S’attendre à ce qu’un salarié revienne à son poste cinq ou douze jours plus tard pour reprendre une vie productive au service de l’entreprise est pure illusion. Tout le monde le sait, ou le devine, d’instinct.

Mais les députés qui ont voté contre l’ignorent-ils ? Pas plus que vous et moi. Simplement, ils sont victimes de plusieurs facteurs, al doctrine de groupe, réelle ou supposée, l’isolement du décideur, qui se déconnecte peu à peu des réalités… C’est d’ailleurs à ça que servent les consultations des acteurs de terrain. Qui ne semblent pas exister en matière de funéraire.

Le problème n’est pas la TVA sur le funéraire, il n’est pas non plus la durée du congé pour le décès d’un enfant, ou tout autre problème qu’il faudrait résoudre (ne parlons surtout pas des déclarations de décès et de l’enfer pour trouver un médecin), il est dans le fait que le politique, en général, quel que soit son bord, est extrêmement mal à l’aise avec ce dossier.

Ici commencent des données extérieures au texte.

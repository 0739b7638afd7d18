use marquee_core::config::Settings;
use marquee_core::dataset;
use marquee_core::domain::movie::{CleanedRecord, EnrichedRecord};
use marquee_core::ingest::collector::collect_candidates;
use marquee_core::ingest::enricher::enrich_candidates;
use marquee_core::ingest::tmdb::TmdbClient;
use marquee_core::pipeline::aggregate::build_report;
use marquee_core::pipeline::preprocess::preprocess as classify_dataset;
use marquee_core::pipeline::PipelineConfig;

pub async fn collect(settings: &Settings, config: &PipelineConfig) -> anyhow::Result<()> {
    let client = TmdbClient::from_settings(settings, config.tmdb.clone())?;

    let collection = {
        let mut rng = rand::thread_rng();
        collect_candidates(&client, &config.collector, &mut rng).await
    };

    let report = enrich_candidates(&client, collection.candidates, &config.enrich).await;
    anyhow::ensure!(
        !report.records.is_empty(),
        "no candidate survived enrichment (attempted={}, failed={})",
        report.attempted,
        report.failed
    );

    let path = config.raw_path();
    dataset::write_csv(&path, &report.records)?;
    tracing::info!(
        path = %path.display(),
        attempted = report.attempted,
        admitted = report.admitted,
        "raw dataset written"
    );
    Ok(())
}

pub fn preprocess(config: &PipelineConfig) -> anyhow::Result<()> {
    let raw_path = config.raw_path();
    let raw: Vec<EnrichedRecord> = dataset::read_csv(&raw_path)?;
    tracing::info!(path = %raw_path.display(), rows = raw.len(), "raw dataset loaded");

    let out = classify_dataset(raw, &config.preprocess);

    let path = config.cleaned_path();
    dataset::write_csv(&path, &out.records)?;
    tracing::info!(
        path = %path.display(),
        rows = out.records.len(),
        dropped = out.dropped,
        "cleaned dataset written"
    );
    Ok(())
}

pub fn aggregate(config: &PipelineConfig) -> anyhow::Result<()> {
    let cleaned_path = config.cleaned_path();
    let records: Vec<CleanedRecord> = dataset::read_csv(&cleaned_path)?;
    anyhow::ensure!(
        !records.is_empty(),
        "cleaned dataset is empty: {}",
        cleaned_path.display()
    );

    let report = build_report(&records, &config.aggregate);

    let path = config.report_path();
    dataset::write_json(&path, &report)?;
    tracing::info!(path = %path.display(), "aggregate report written");
    Ok(())
}

pub async fn run_all(settings: &Settings, config: &PipelineConfig) -> anyhow::Result<()> {
    collect(settings, config).await?;
    preprocess(config)?;
    aggregate(config)
}
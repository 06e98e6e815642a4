//! Focus session endpoints
//!
//! The backend wraps each payload in a named key (`{session}`, `{stats}`,
//! `{pause_state}`, `{result}`); these wrappers unwrap it.

use std::sync::Arc;

use serde::Deserialize;
use serde_json::json;

use crate::app::api_client::ApiClient;
use crate::domain::entities::{
    ActiveFocusResponse, CompleteSessionResult, CreateFocusRequest, FocusSession,
    FocusSessionsList, FocusStats, PauseState, StatsPeriod,
};
use crate::domain::ports::{ApiRequest, ApiTransport};
use crate::error::ApiError;

#[derive(Deserialize)]
struct SessionBody {
    session: FocusSession,
}

#[derive(Deserialize)]
struct StatsBody {
    stats: FocusStats,
}

#[derive(Deserialize)]
struct ResultBody {
    result: CompleteSessionResult,
}

#[derive(Deserialize)]
struct PauseBody {
    #[serde(default)]
    pause_state: Option<PauseState>,
}

pub struct FocusApi<T> {
    client: Arc<ApiClient<T>>,
}

impl<T> Clone for FocusApi<T> {
    fn clone(&self) -> Self {
        Self {
            client: self.client.clone(),
        }
    }
}

impl<T: ApiTransport> FocusApi<T> {
    pub fn new(client: Arc<ApiClient<T>>) -> Self {
        Self { client }
    }

    pub async fn start(&self, request: &CreateFocusRequest) -> Result<FocusSession, ApiError> {
        let body: SessionBody = self.client.post("/api/focus", request).await?;
        Ok(body.session)
    }

    pub async fn active(&self) -> Result<ActiveFocusResponse, ApiError> {
        self.client.get("/api/focus/active").await
    }

    pub async fn list(&self, page: u32, page_size: u32) -> Result<FocusSessionsList, ApiError> {
        self.client
            .request(
                ApiRequest::get("/api/focus")
                    .query("page", Some(page))
                    .query("page_size", Some(page_size)),
            )
            .await
    }

    pub async fn stats(&self, period: StatsPeriod) -> Result<FocusStats, ApiError> {
        let body: StatsBody = self
            .client
            .request(
                ApiRequest::get("/api/focus")
                    .query("stats", Some("true"))
                    .query("period", Some(period.as_str())),
            )
            .await?;
        Ok(body.stats)
    }

    pub async fn complete(&self, session_id: &str) -> Result<CompleteSessionResult, ApiError> {
        let path = format!("/api/focus/{}/complete", urlencoding::encode(session_id));
        let body: ResultBody = self.client.request(ApiRequest::post(path)).await?;
        Ok(body.result)
    }

    pub async fn abandon(&self, session_id: &str) -> Result<FocusSession, ApiError> {
        let path = format!("/api/focus/{}/abandon", urlencoding::encode(session_id));
        let body: SessionBody = self.client.request(ApiRequest::post(path)).await?;
        Ok(body.session)
    }

    pub async fn pause_state(&self) -> Result<Option<PauseState>, ApiError> {
        let body: PauseBody = self.client.get("/api/focus/pause").await?;
        Ok(body.pause_state)
    }

    pub async fn pause(&self, time_remaining_seconds: u64) -> Result<Option<PauseState>, ApiError> {
        let body: PauseBody = self
            .client
            .post(
                "/api/focus/pause",
                &json!({ "time_remaining_seconds": time_remaining_seconds }),
            )
            .await?;
        Ok(body.pause_state)
    }

    pub async fn resume(&self) -> Result<FocusSession, ApiError> {
        let body: SessionBody = self.client.delete("/api/focus/pause").await?;
        Ok(body.session)
    }
}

A quelques exceptions notables, comme Jean-Pierre Sueur, dont on pourra discuter certaines propositions mais dont on ne contestera pas la compétence réelle qu’il déploie sur le sujet.

Le sujet est délicat, les mauvaises décisions, ou perçues comme telles, sont clivantes, et il est beaucoup plus facile pour les décideurs de ne rein faire que de prendre une décision clivante. La preuve en est de l’allongement du congé en cas de décès d’un enfant : gageons qu’un long moment s’écoulera avant qu’une initiative touchant au secteur funéraire et du deuil soit à nouveau prise. Le drame essentiel est là.

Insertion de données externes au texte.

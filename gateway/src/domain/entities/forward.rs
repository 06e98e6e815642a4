//! Forwarded request and response

use axum::body::Bytes;
use axum::http::{header, HeaderMap, HeaderName, Method, StatusCode};

/// Headers that describe a single connection and never cross a proxy.
const HOP_BY_HOP: [HeaderName; 7] = [
    header::CONNECTION,
    header::PROXY_AUTHENTICATE,
    header::PROXY_AUTHORIZATION,
    header::TE,
    header::TRAILER,
    header::TRANSFER_ENCODING,
    header::UPGRADE,
];

#[derive(Debug, Clone)]
pub struct ForwardRequest {
    pub method: Method,
    /// Path plus query string, e.g. `/api/focus?page=1`
    pub path_and_query: String,
    pub headers: HeaderMap,
    pub body: Bytes,
}

impl ForwardRequest {
    pub fn new(method: Method, path_and_query: impl Into<String>) -> Self {
        Self {
            method,
            path_and_query: path_and_query.into(),
            headers: HeaderMap::new(),
            body: Bytes::new(),
        }
    }

    /// `GET /health`, used to keep instances warm.
    pub fn health_check() -> Self {
        Self::new(Method::GET, "/health")
    }
}

#[derive(Debug, Clone)]
pub struct ForwardResponse {
    pub status: StatusCode,
    pub headers: HeaderMap,
    pub body: Bytes,
}

/// Remove hop-by-hop headers, including any named in `Connection` and the
/// legacy `Keep-Alive`.
pub fn strip_hop_by_hop(headers: &mut HeaderMap) {
    let named: Vec<HeaderName> = headers
        .get_all(header::CONNECTION)
        .iter()
        .filter_map(|v| v.to_str().ok())
        .flat_map(|v| v.split(','))
        .filter_map(|name| HeaderName::from_bytes(name.trim().as_bytes()).ok())
        .collect();

    for name in HOP_BY_HOP.iter().chain(named.iter()) {
        headers.remove(name);
    }
    headers.remove("keep-alive");
}
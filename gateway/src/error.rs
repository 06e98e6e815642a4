//! Error types for the gateway
//!
//! - `UpstreamError`: failures reaching a backend instance
//! - `AppError`: handler errors, rendered as JSON responses

use axum::{
    http::StatusCode,
    response::{IntoResponse, Response},
    Json,
};
use serde::Serialize;
use thiserror::Error;

#[derive(Debug, Error)]
pub enum UpstreamError {
    #[error("Request failed: {0}")]
    Request(#[from] reqwest::Error),

    #[error("Instance unavailable: {0}")]
    Unavailable(String),

    #[error("No upstream instances configured")]
    NoInstances,

    #[error("Unknown upstream instance: {0}")]
    UnknownInstance(usize),
}

#[derive(Debug, Error)]
pub enum AppError {
    #[error("{0}")]
    Upstream(#[from] UpstreamError),

    #[error("Invalid request: {0}")]
    BadRequest(String),
}

#[derive(Serialize)]
struct ErrorResponse {
    error: &'static str,
    message: String,
}

impl IntoResponse for AppError {
    fn into_response(self) -> Response {
        let (status, error, message) = match &self {
            AppError::Upstream(e) => {
                tracing::error!("Error forwarding to upstream: {}", e);
                (
                    StatusCode::SERVICE_UNAVAILABLE,
                    "Internal Server Error",
                    e.to_string(),
                )
            }
            AppError::BadRequest(msg) => (StatusCode::BAD_REQUEST, "Bad request", msg.clone()),
        };

        (status, Json(ErrorResponse { error, message })).into_response()
    }
}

Une anecdote ? En 2012, je travaillais pour une publication funéraire aujourd’hui disparue, alors que la campagne pour la présidentielle battait son plein, nous avions sollicités les candidats pour qu’ils parlent de funéraire. Les « gros » nous avaient snobés dans les règles, mais les petits candidats étaient ravis d’avoir une tribune dans un secteur de niche où ils pouvaient grappiller quelques voix. En toute dernière fin, trois d’entre eux avaient donné leur accord. Eva Joly, pour EELV, Marine Le Pen, pour le FN, et Philippe Poutou, pour le NPA.

Nous avions élaboré un questionnaire à la fois accessible et pointu portant sur le secteur funéraire dans son ensemble avec quelques questions techniques. A ce jour, j’attends encore les réponses de Mme Joly et Le Pen. Mais le plus édifiant reste l’aide de camp de Philippe Poutou. Très sympathique, il m’avait expliqué « écoutes, on va répondre avec plaisir à ton questionnaire, mais on va attendre un peu de voir ce que les autres disent pour se positionner, parce que je t’avoue qu’on n’a pas la moindre idée de ce qu’on va dire ». Finalement, aucun des dix candidats n’a jamais répondu. Et je reste persuadé que refaire l’expérience en 2022 donnera exactement le même résultat. Rendez-vous pris.